- **INSTRUCTIONS TO FOLLOW**
Scan the records for the word "Initializing". Copy each line that includes it.

- **INFORMATION PROVIDED**
--------
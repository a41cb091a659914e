// --- File: crates/banklink_common/src/routes.rs ---

use axum::{routing::get, Router};

/// Creates a router containing the routes shared by every deployment.
///
/// # Returns
/// A router with `GET /health`.
pub fn routes() -> Router {
    Router::new().route("/health", get(|| async { "ok" }))
}
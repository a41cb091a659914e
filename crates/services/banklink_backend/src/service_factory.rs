// --- File: crates/services/banklink_backend/src/service_factory.rs ---
//! Service factory implementation.
//!
//! Builds the Stripe and Plaid clients once at startup and hands out shared
//! handles to them.
use banklink_common::{ServiceFactory, SharedBankLinkService, SharedBillingService};
use banklink_config::AppConfig;
use banklink_plaid::PlaidLinkService;
use banklink_stripe::StripeBillingService;
use std::sync::Arc;
use tracing::info;

/// Service factory backed by the real providers.
pub struct BanklinkServiceFactory {
    billing_service: SharedBillingService,
    bank_link_service: SharedBankLinkService,
}

impl BanklinkServiceFactory {
    /// Create a new service factory.
    pub fn new(config: &AppConfig) -> Self {
        info!("Initializing Stripe billing service ({})", config.stripe.api_base);
        let billing_service: SharedBillingService =
            Arc::new(StripeBillingService::new(config.stripe.clone()));

        info!(
            "Initializing Plaid link service ({:?}, {})",
            config.plaid.env,
            config.plaid.api_base()
        );
        let bank_link_service: SharedBankLinkService =
            Arc::new(PlaidLinkService::new(config.plaid.clone()));

        Self {
            billing_service,
            bank_link_service,
        }
    }
}

impl ServiceFactory for BanklinkServiceFactory {
    fn billing_service(&self) -> SharedBillingService {
        self.billing_service.clone()
    }

    fn bank_link_service(&self) -> SharedBankLinkService {
        self.bank_link_service.clone()
    }
}
// --- File: crates/banklink_onboarding/src/routes.rs ---
use crate::handlers::{complete_subscription_handler, initiate_plaid_link_handler, OnboardingState};
use axum::{routing::post, Router};
use banklink_common::ServiceFactory;
use banklink_config::AppConfig;
use std::sync::Arc;

/// Creates a router containing both onboarding routes.
pub fn routes(config: Arc<AppConfig>, factory: &dyn ServiceFactory) -> Router {
    let onboarding_state = Arc::new(OnboardingState::new(&config, factory));

    Router::new()
        .route("/initiate-plaid-link", post(initiate_plaid_link_handler))
        .route("/complete-subscription", post(complete_subscription_handler))
        .with_state(onboarding_state)
}
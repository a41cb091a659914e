// --- File: crates/banklink_stripe/src/error.rs ---
use banklink_common::{config_error, external_service_error, parse_error, BanklinkError};
use thiserror::Error;

/// Stripe-specific error types.
#[derive(Error, Debug)]
pub enum StripeError {
    /// Error occurred during a Stripe API request
    #[error("Stripe API request failed: {0}")]
    RequestError(#[from] reqwest::Error),

    /// Error returned by the Stripe API
    #[error("Stripe API returned an error: {message} (Status: {status_code})")]
    ApiError { status_code: u16, message: String },

    /// Error parsing Stripe API response
    #[error("Failed to parse Stripe API response: {0}")]
    ParseError(#[from] serde_json::Error),

    /// Missing or unusable Stripe configuration
    #[error("Stripe configuration missing or incomplete")]
    ConfigError,
}

/// Convert StripeError to BanklinkError
impl From<StripeError> for BanklinkError {
    fn from(err: StripeError) -> Self {
        match err {
            StripeError::RequestError(e) => {
                external_service_error("Stripe", e.status().map(|s| s.as_u16()), e)
            }
            StripeError::ApiError {
                status_code,
                message,
            } => external_service_error("Stripe", Some(status_code), message),
            StripeError::ParseError(e) => parse_error(e),
            StripeError::ConfigError => {
                config_error("Stripe configuration missing or incomplete")
            }
        }
    }
}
--------
- **YOUR SOLUTION**
        info!("Initializing Stripe billing service ({})", config.stripe.api_base);
            "Initializing Plaid link service ({:?}, {})",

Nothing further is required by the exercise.